Q. What would it mean to at least be in the hunt Sunday, much less win? I know what it would mean to win it. If you could get to Sunday with a shot, what would that mean to you?
BOB MAY: I would love to have a shot for it. More or less I'd love to see — nothing against all the other guys on Tour. I'd love to see a lot of Vegas guys involved so that hopefully we could bring people out to this venue. I think it's a great venue, and hopefully we never lose it.
The only way we can get this venue to be supported is for us local guys to play better and bring people out.
Q. Is it a bit discouraging to see nobody out here today?
BOB MAY: Yeah. I mean, but I don't know, even if we had, you know, Vijay, Tiger, Phil. We have John Daly out here who's a huge draw. There's so many different things to do here in this town. You know, we're going to reach out to the true golfer.
But other than that, it's hard to get people to come out. There's so many other distractions. People come to Vegas to go to shows and other things. I don't think it's because they don't like golf. I think this weekend with the local people we'll have a good crowd out here, I hope.
Q. Are you completely pain-free? And how long has that been? Or are you still having some issues?
BOB MAY: I'm not completely pain-free. Compared to what I was, yes, I am pain-free. I mean, before I would just be miserable. But I get fatigued, let's say more than pain. All it takes then is me bending over and picking up something wrong and that fatigue turns into a spasm or something. That's where I really got to be careful.
Q. Tomorrow's going to be windy supposedly. You got to play The Canyons. You got to be out there early. It's cold. How do you manage your game in these conditions and trying to put up respectable number to stay in the hunt?
BOB MAY: I know you guys get tired of hearing it, but we're going to play one shot at a time. That's all you can do. Just trying to plug along and be patient. If it's going to be windy as they say it is, it's going to be tough with the greens as fast and hard as they are.
I think back in — I'm trying to think what year it was, maybe '97, '98, I was in contention here. The average score was 67 out here. It blew that day on Saturday I belive it was and the average score was 77. Ten shots.
So I mean, that's how drastically different these courses can play when it gets windy. So I'm just going to try to be patient and go about my business.
Q. (No microphone.)
BOB MAY: I don't think I have an edge with the way it is now. In the wind, maybe, because I might know some areas that, you know, I know now the ball is going to run off and I might be able to play away from it.
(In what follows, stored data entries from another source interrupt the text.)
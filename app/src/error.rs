use sea_orm::{DbErr, SqlErr};
use std::fmt;

#[derive(Debug)]
pub enum ServiceError {
    NotFound(String),
    InvalidInput(String),
    Database(DbErr),
    Parse(String),
    Config(String),
}

impl ServiceError {
    pub fn not_found(what: &str, id: impl fmt::Display) -> Self {
        Self::NotFound(format!("{what} not found with id: {id}"))
    }
}

impl fmt::Display for ServiceError {
    fn fmt(&self, f: &mut fmt::Formatter<'_>) -> fmt::Result {
        match self {
            Self::NotFound(msg) | Self::InvalidInput(msg) => write!(f, "{msg}"),
            Self::Database(e) => write!(f, "Database error: {e}"),
            Self::Parse(msg) => write!(f, "XML parse error: {msg}"),
            Self::Config(msg) => write!(f, "Configuration error: {msg}"),
        }
    }
}

impl std::error::Error for ServiceError {}

impl From<DbErr> for ServiceError {
    fn from(e: DbErr) -> Self {
        match e.sql_err() {
            Some(SqlErr::UniqueConstraintViolation(msg)) => {
                Self::InvalidInput(format!("Unique constraint violated: {msg}"))
            }
            Some(SqlErr::ForeignKeyConstraintViolation(msg)) => {
                Self::InvalidInput(format!("Foreign key constraint violated: {msg}"))
            }
            _ => Self::Database(e),
        }
    }
}

pub type Result<T> = std::result::Result<T, ServiceError>;

#[cfg(test)]
mod tests {
    use super::*;

    #[test]
    fn test_not_found_message() {
        let err = ServiceError::not_found("Schedule", 7);
        assert_eq!(err.to_string(), "Schedule not found with id: 7");
    }

    #[test]
    fn test_invalid_input_display_is_bare_message() {
        let err = ServiceError::InvalidInput("Departure time must be before arrival time".into());
        assert_eq!(err.to_string(), "Departure time must be before arrival time");
    }

    #[test]
    fn test_database_error_display() {
        let err = ServiceError::from(DbErr::Custom("connection failed".to_string()));
        assert!(matches!(err, ServiceError::Database(_)));
        assert!(err.to_string().starts_with("Database error:"));
    }

    #[test]
    fn test_parse_and_config_display() {
        assert_eq!(
            ServiceError::Parse("unexpected EOF".into()).to_string(),
            "XML parse error: unexpected EOF"
        );
        assert_eq!(
            ServiceError::Config("Invalid REST_ADDR".into()).to_string(),
            "Configuration error: Invalid REST_ADDR"
        );
    }
}
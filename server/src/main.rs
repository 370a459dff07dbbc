use cityhub::config::Config;
use cityhub::db;
use cityhub_server::{AppState, rest_router, soap_router};
use migration::{Migrator, MigratorTrait};
use tokio::net::TcpListener;
use tokio::signal;
use tracing::info;
use tracing_subscriber::EnvFilter;

#[tokio::main]
async fn main() -> anyhow::Result<()> {
    tracing_subscriber::fmt()
        .with_env_filter(EnvFilter::try_from_default_env().unwrap_or_else(|_| EnvFilter::new("info")))
        .init();

    let config = Config::from_env()?;

    info!("Connecting to database: {}", config.database_url);
    let db = db::init_database(&config.database_url).await?;

    info!("Running migrations...");
    Migrator::up(&db, None).await?;

    let state = AppState::new(db);

    let rest_listener = TcpListener::bind(config.rest_addr).await?;
    info!("REST API listening on http://{}", config.rest_addr);
    let soap_listener = TcpListener::bind(config.soap_addr).await?;
    info!("SOAP service listening on http://{}/ws", config.soap_addr);

    let rest = axum::serve(rest_listener, rest_router(state.clone()).into_make_service())
        .with_graceful_shutdown(shutdown_signal());
    let soap = axum::serve(soap_listener, soap_router(state).into_make_service())
        .with_graceful_shutdown(shutdown_signal());

    tokio::try_join!(
        async { rest.await },
        async { soap.await },
    )?;

    Ok(())
}

#[allow(clippy::expect_used)]
async fn shutdown_signal() {
    let ctrl_c = async {
        signal::ctrl_c()
            .await
            .expect("failed to install Ctrl+C handler");
    };

    #[cfg(unix)]
    let terminate = async {
        signal::unix::signal(signal::unix::SignalKind::terminate())
            .expect("failed to install signal handler")
            .recv()
            .await;
    };

    #[cfg(not(unix))]
    let terminate = std::future::pending::<()>();

    tokio::select! {
        () = ctrl_c => {},
        () = terminate => {},
    }

    info!("Shutting down gracefully...");
}
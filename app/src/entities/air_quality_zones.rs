use sea_orm::entity::prelude::*;

#[derive(Clone, Debug, PartialEq, DeriveEntityModel)]
#[sea_orm(table_name = "air_quality_zones")]
pub struct Model {
    #[sea_orm(primary_key)]
    pub id: i64,
    #[sea_orm(unique)]
    pub zone_name: String,
    pub aqi: i32,
    pub status: String,
    pub pm10: f64,
    pub no2: f64,
    pub co2: f64,
    pub o3: f64,
    pub description: Option<String>,
}

#[derive(Copy, Clone, Debug, EnumIter, DeriveRelation)]
pub enum Relation {}

impl ActiveModelBehavior for ActiveModel {}
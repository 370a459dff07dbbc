use crate::api::{AirQualityRecord, ZoneComparison, zone_to_record};
use crate::error::{Result, ServiceError};
use crate::repositories::ZoneRepository;
use chrono::Local;
use std::cmp::Ordering;
use std::sync::Arc;
use tracing::{debug, warn};

/// Wall-clock stamp attached to every record at read time.
pub fn read_timestamp() -> String {
    Local::now().format("%Y-%m-%dT%H:%M:%S%.3f").to_string()
}

/// Sentence naming the cleaner of two zones, lower AQI wins.
pub fn verdict(first: &AirQualityRecord, second: &AirQualityRecord) -> String {
    match first.aqi.cmp(&second.aqi) {
        Ordering::Less => format!(
            "{} is cleaner than {} (AQI: {} vs {})",
            first.zone_name, second.zone_name, first.aqi, second.aqi
        ),
        Ordering::Greater => format!(
            "{} is cleaner than {} (AQI: {} vs {})",
            second.zone_name, first.zone_name, second.aqi, first.aqi
        ),
        Ordering::Equal => format!(
            "Both zones have similar air quality (AQI: {})",
            first.aqi
        ),
    }
}

#[derive(Clone)]
pub struct AirQualityService {
    zones: Arc<dyn ZoneRepository>,
}

impl AirQualityService {
    pub fn new(zones: Arc<dyn ZoneRepository>) -> Self {
        Self { zones }
    }

    pub async fn zone(&self, zone_name: &str) -> Result<AirQualityRecord> {
        match self.zones.find_by_name_ignore_case(zone_name).await? {
            Some(zone) => {
                debug!("Found air quality zone '{}'", zone.zone_name);
                Ok(zone_to_record(zone, &read_timestamp()))
            }
            None => {
                let known = self.zones.zone_names().await?;
                warn!("Unknown air quality zone '{}'", zone_name);
                Err(ServiceError::NotFound(format!(
                    "Zone not found: {zone_name}. Available zones: {}",
                    known.join(", ")
                )))
            }
        }
    }

    pub async fn all_zones(&self) -> Result<Vec<AirQualityRecord>> {
        let timestamp = read_timestamp();
        let zones = self.zones.find_all().await?;
        Ok(zones
            .into_iter()
            .map(|z| zone_to_record(z, &timestamp))
            .collect())
    }

    pub async fn compare(&self, zone_name1: &str, zone_name2: &str) -> Result<ZoneComparison> {
        let record1 = self.zone(zone_name1).await?;
        let record2 = self.zone(zone_name2).await?;
        let verdict = verdict(&record1, &record2);

        Ok(ZoneComparison {
            record1,
            record2,
            verdict,
        })
    }
}

#[cfg(test)]
#[allow(clippy::unwrap_used)]
mod tests {
    use super::*;
    use crate::entities::air_quality_zones;
    use async_trait::async_trait;
    use chrono::NaiveDateTime;

    struct FixedZones(Vec<air_quality_zones::Model>);

    #[async_trait]
    impl ZoneRepository for FixedZones {
        async fn find_all(&self) -> Result<Vec<air_quality_zones::Model>> {
            Ok(self.0.clone())
        }

        async fn find_by_name_ignore_case(
            &self,
            zone_name: &str,
        ) -> Result<Option<air_quality_zones::Model>> {
            Ok(self
                .0
                .iter()
                .find(|z| z.zone_name.eq_ignore_ascii_case(zone_name))
                .cloned())
        }

        async fn zone_names(&self) -> Result<Vec<String>> {
            Ok(self.0.iter().map(|z| z.zone_name.clone()).collect())
        }
    }

    fn zone(id: i64, name: &str, aqi: i32) -> air_quality_zones::Model {
        air_quality_zones::Model {
            id,
            zone_name: name.to_string(),
            aqi,
            status: "Moderate".to_string(),
            pm10: 20.0,
            no2: 10.0,
            co2: 400.0,
            o3: 30.0,
            description: None,
        }
    }

    fn service() -> AirQualityService {
        AirQualityService::new(Arc::new(FixedZones(vec![
            zone(1, "Lakeside", 40),
            zone(2, "Harbour", 90),
            zone(3, "Old Town", 40),
        ])))
    }

    #[tokio::test]
    async fn test_lower_aqi_first_is_cleaner() {
        let result = service().compare("Lakeside", "Harbour").await.unwrap();
        assert_eq!(
            result.verdict,
            "Lakeside is cleaner than Harbour (AQI: 40 vs 90)"
        );
        assert_eq!(result.record1.zone_name, "Lakeside");
        assert_eq!(result.record2.zone_name, "Harbour");
    }

    #[tokio::test]
    async fn test_lower_aqi_second_is_cleaner() {
        let result = service().compare("harbour", "lakeside").await.unwrap();
        assert_eq!(
            result.verdict,
            "Lakeside is cleaner than Harbour (AQI: 40 vs 90)"
        );
    }

    #[tokio::test]
    async fn test_equal_aqi_is_similar() {
        let result = service().compare("Lakeside", "Old Town").await.unwrap();
        assert_eq!(result.verdict, "Both zones have similar air quality (AQI: 40)");
    }

    #[tokio::test]
    async fn test_unknown_zone_lists_known_names() {
        let err = service().zone("Atlantis").await.unwrap_err();
        assert!(matches!(err, ServiceError::NotFound(_)));
        assert_eq!(
            err.to_string(),
            "Zone not found: Atlantis. Available zones: Lakeside, Harbour, Old Town"
        );
    }

    #[tokio::test]
    async fn test_compare_fails_when_either_zone_is_unknown() {
        let err = service().compare("Lakeside", "Atlantis").await.unwrap_err();
        assert!(err.to_string().starts_with("Zone not found: Atlantis"));
    }

    #[tokio::test]
    async fn test_records_are_stamped_at_read_time() {
        let records = service().all_zones().await.unwrap();
        assert_eq!(records.len(), 3);
        for record in &records {
            assert!(
                NaiveDateTime::parse_from_str(&record.timestamp, "%Y-%m-%dT%H:%M:%S%.3f").is_ok()
            );
        }
    }
}
//! Server library module.
//!
//! Exposes the two routers so the binary and the integration tests build
//! exactly the same application.

pub mod rest;
pub mod soap;

use axum::Router;
use axum::routing::{get, post};
use cityhub::air_quality::AirQualityService;
use cityhub::repositories::{SeaOrmLineRepository, SeaOrmScheduleRepository, SeaOrmZoneRepository};
use cityhub::transport::{ScheduleService, TransportLineService};
use sea_orm::DatabaseConnection;
use std::sync::Arc;
use tower_http::trace::TraceLayer;

#[derive(Clone)]
pub struct AppState {
    pub lines: TransportLineService,
    pub schedules: ScheduleService,
    pub air_quality: AirQualityService,
}

impl AppState {
    pub fn new(db: DatabaseConnection) -> Self {
        let line_repo = Arc::new(SeaOrmLineRepository::new(db.clone()));
        let schedule_repo = Arc::new(SeaOrmScheduleRepository::new(db.clone()));
        let zone_repo = Arc::new(SeaOrmZoneRepository::new(db));

        Self {
            lines: TransportLineService::new(line_repo.clone(), schedule_repo.clone()),
            schedules: ScheduleService::new(schedule_repo, line_repo),
            air_quality: AirQualityService::new(zone_repo),
        }
    }
}

/// JSON API for transport lines and schedules.
pub fn rest_router(state: AppState) -> Router {
    Router::new()
        .route("/health", get(rest::health))
        .route("/lines", get(rest::list_lines).post(rest::create_line))
        .route("/lines/search", get(rest::search_lines))
        .route("/lines/type/{line_type}", get(rest::lines_by_type))
        .route(
            "/lines/{id}",
            get(rest::get_line)
                .put(rest::update_line)
                .delete(rest::delete_line),
        )
        .route("/lines/{id}/availability", get(rest::line_availability))
        .route(
            "/schedules",
            get(rest::list_schedules).post(rest::create_schedule),
        )
        .route(
            "/schedules/{id}",
            get(rest::get_schedule).delete(rest::delete_schedule),
        )
        .route("/schedules/line/{line_id}", get(rest::schedules_for_line))
        .route(
            "/schedules/station/{station}",
            get(rest::schedules_for_station),
        )
        .layer(TraceLayer::new_for_http())
        .with_state(state)
}

/// SOAP endpoint for air-quality lookups plus its WSDL.
pub fn soap_router(state: AppState) -> Router {
    Router::new()
        .route("/ws", post(soap::handle_envelope))
        .route("/ws/airQuality.wsdl", get(soap::wsdl))
        .layer(TraceLayer::new_for_http())
        .with_state(state)
}
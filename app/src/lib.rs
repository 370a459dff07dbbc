//! Transport lines and air-quality zones: entities, persistence, services
//! and the SOAP codec shared by the `cityhub-server` binary.

pub mod air_quality;
pub mod api;
pub mod config;
pub mod db;
pub mod entities;
pub mod error;
pub mod repositories;
pub mod soap;
pub mod transport;
pub use sea_orm_migration::prelude::*;

mod m20250601_000001_create_transport_lines;
mod m20250601_000002_create_schedules;
mod m20250601_000003_create_air_quality_zones;
mod m20250601_000004_seed_air_quality_zones;

pub struct Migrator;

#[async_trait::async_trait]
impl MigratorTrait for Migrator {
    fn migrations() -> Vec<Box<dyn MigrationTrait>> {
        vec![
            Box::new(m20250601_000001_create_transport_lines::Migration),
            Box::new(m20250601_000002_create_schedules::Migration),
            Box::new(m20250601_000003_create_air_quality_zones::Migration),
            Box::new(m20250601_000004_seed_air_quality_zones::Migration),
        ]
    }
}
use sea_orm_migration::prelude::*;

#[async_std::main]
async fn main() {
    cli::run_cli(migration::Migrator).await;
}
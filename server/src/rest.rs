//! REST handlers. Every failure is rendered as `{"status", "message"}`.

use crate::AppState;
use axum::Json;
use axum::extract::rejection::{JsonRejection, PathRejection, QueryRejection};
use axum::extract::{Path, Query, State};
use axum::http::StatusCode;
use axum::response::{IntoResponse, Response};
use chrono::Local;
use cityhub::api::{
    LineAvailabilityDto, LineFormDto, ScheduleDto, ScheduleFormDto, TransportLineDto,
};
use cityhub::entities::transport_lines::LineType;
use cityhub::error::ServiceError;
use serde::{Deserialize, Serialize};
use serde_json::json;
use tracing::error;

#[derive(Debug, Serialize, Deserialize)]
pub struct ErrorBody {
    pub status: u16,
    pub message: String,
}

/// Wraps the domain error so it can be turned into an HTTP response.
#[derive(Debug)]
pub struct ApiError(ServiceError);

impl From<ServiceError> for ApiError {
    fn from(err: ServiceError) -> Self {
        Self(err)
    }
}

impl From<JsonRejection> for ApiError {
    fn from(rejection: JsonRejection) -> Self {
        Self(ServiceError::InvalidInput(rejection.body_text()))
    }
}

impl From<PathRejection> for ApiError {
    fn from(rejection: PathRejection) -> Self {
        Self(ServiceError::InvalidInput(rejection.body_text()))
    }
}

impl From<QueryRejection> for ApiError {
    fn from(rejection: QueryRejection) -> Self {
        Self(ServiceError::InvalidInput(rejection.body_text()))
    }
}

impl IntoResponse for ApiError {
    fn into_response(self) -> Response {
        let (status, message) = match self.0 {
            ServiceError::NotFound(msg) => (StatusCode::NOT_FOUND, msg),
            ServiceError::InvalidInput(msg) => (StatusCode::BAD_REQUEST, msg),
            other => {
                error!("Request failed: {}", other);
                (
                    StatusCode::INTERNAL_SERVER_ERROR,
                    "Internal server error".to_string(),
                )
            }
        };

        let body = ErrorBody {
            status: status.as_u16(),
            message,
        };
        (status, Json(body)).into_response()
    }
}

type ApiResult<T> = Result<T, ApiError>;

type PathParam = Result<Path<String>, PathRejection>;

fn parse_id(raw: &str) -> ApiResult<i64> {
    raw.parse::<i64>()
        .map_err(|_| ApiError(ServiceError::InvalidInput(format!("Invalid id: {raw}"))))
}

fn path_id(path: PathParam) -> ApiResult<i64> {
    let Path(raw) = path?;
    parse_id(&raw)
}

pub async fn health() -> Json<serde_json::Value> {
    Json(json!({ "status": "ok" }))
}

// === Transport lines ===

pub async fn list_lines(State(state): State<AppState>) -> ApiResult<Json<Vec<TransportLineDto>>> {
    Ok(Json(state.lines.list_lines().await?))
}

pub async fn get_line(
    State(state): State<AppState>,
    id: PathParam,
) -> ApiResult<Json<TransportLineDto>> {
    Ok(Json(state.lines.get_line(path_id(id)?).await?))
}

pub async fn create_line(
    State(state): State<AppState>,
    payload: Result<Json<LineFormDto>, JsonRejection>,
) -> ApiResult<(StatusCode, Json<TransportLineDto>)> {
    let Json(form) = payload?;
    let line = state.lines.create_line(form).await?;
    Ok((StatusCode::CREATED, Json(line)))
}

pub async fn update_line(
    State(state): State<AppState>,
    id: PathParam,
    payload: Result<Json<LineFormDto>, JsonRejection>,
) -> ApiResult<Json<TransportLineDto>> {
    let id = path_id(id)?;
    let Json(form) = payload?;
    Ok(Json(state.lines.update_line(id, form).await?))
}

pub async fn delete_line(
    State(state): State<AppState>,
    id: PathParam,
) -> ApiResult<StatusCode> {
    state.lines.delete_line(path_id(id)?).await?;
    Ok(StatusCode::NO_CONTENT)
}

pub async fn lines_by_type(
    State(state): State<AppState>,
    line_type: PathParam,
) -> ApiResult<Json<Vec<TransportLineDto>>> {
    let Path(line_type) = line_type?;
    let line_type: LineType = line_type.parse()?;
    Ok(Json(state.lines.lines_by_type(line_type).await?))
}

#[derive(Debug, Deserialize)]
pub struct SearchParams {
    pub name: String,
}

pub async fn search_lines(
    State(state): State<AppState>,
    params: Result<Query<SearchParams>, QueryRejection>,
) -> ApiResult<Json<Vec<TransportLineDto>>> {
    let Query(params) = params?;
    Ok(Json(state.lines.search_lines(&params.name).await?))
}

pub async fn line_availability(
    State(state): State<AppState>,
    id: PathParam,
) -> ApiResult<Json<LineAvailabilityDto>> {
    let id = path_id(id)?;
    let now = Local::now().time();
    Ok(Json(state.lines.line_availability(id, now).await?))
}

// === Schedules ===

pub async fn list_schedules(State(state): State<AppState>) -> ApiResult<Json<Vec<ScheduleDto>>> {
    Ok(Json(state.schedules.list_schedules().await?))
}

pub async fn get_schedule(
    State(state): State<AppState>,
    id: PathParam,
) -> ApiResult<Json<ScheduleDto>> {
    Ok(Json(state.schedules.get_schedule(path_id(id)?).await?))
}

pub async fn create_schedule(
    State(state): State<AppState>,
    payload: Result<Json<ScheduleFormDto>, JsonRejection>,
) -> ApiResult<(StatusCode, Json<ScheduleDto>)> {
    let Json(form) = payload?;
    let schedule = state.schedules.create_schedule(form).await?;
    Ok((StatusCode::CREATED, Json(schedule)))
}

pub async fn delete_schedule(
    State(state): State<AppState>,
    id: PathParam,
) -> ApiResult<StatusCode> {
    state.schedules.delete_schedule(path_id(id)?).await?;
    Ok(StatusCode::NO_CONTENT)
}

pub async fn schedules_for_line(
    State(state): State<AppState>,
    line_id: PathParam,
) -> ApiResult<Json<Vec<ScheduleDto>>> {
    Ok(Json(
        state.schedules.schedules_for_line(path_id(line_id)?).await?,
    ))
}

pub async fn schedules_for_station(
    State(state): State<AppState>,
    station: PathParam,
) -> ApiResult<Json<Vec<ScheduleDto>>> {
    let Path(station) = station?;
    Ok(Json(state.schedules.schedules_for_station(&station).await?))
}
For example, like today at No. 11, the green was softer than any other green. But usually if you go for that back pin you go over the green. I hit it short and it stopped on a dime. It was the softest green out there. It was like, Of all the times the ball's been bouncing and releasing and it didn't do it. So if that one gets hard tomorrow you'll see a lot of balls over the green in that little collection area.
Q. Would you say you still have, you know, a back spasm every day or a couple a week?
BOB MAY: No, no. When it has a spasm it's a bad thing and it'll shut me down. Actually I did have it two weeks ago. I had to withdraw from Mississippi. That was the last time. It was very minor.
It grabbed me when I bent over to pick up a putt and then it got worse the next day, and so I pulled out the next week of Mississippi couple weeks ago.
I went and had therapy with Tim and Joe. Worked out and everything went away in probably about four or five days. Nothing like what I had at the beginning of this year.
Q. This morning what did they put you through?
BOB MAY: I just did my normal work out: Stretching, some weight lifting, just normal stuff I always do. I haven't been back on the Life Cycle. I used to cycle every morning. Anywhere from 12 to 20 miles every day, day and I hadn't been on a bike since that day in February.
JOEL SCHUCHMANN: Okay, Bob, thank you very much.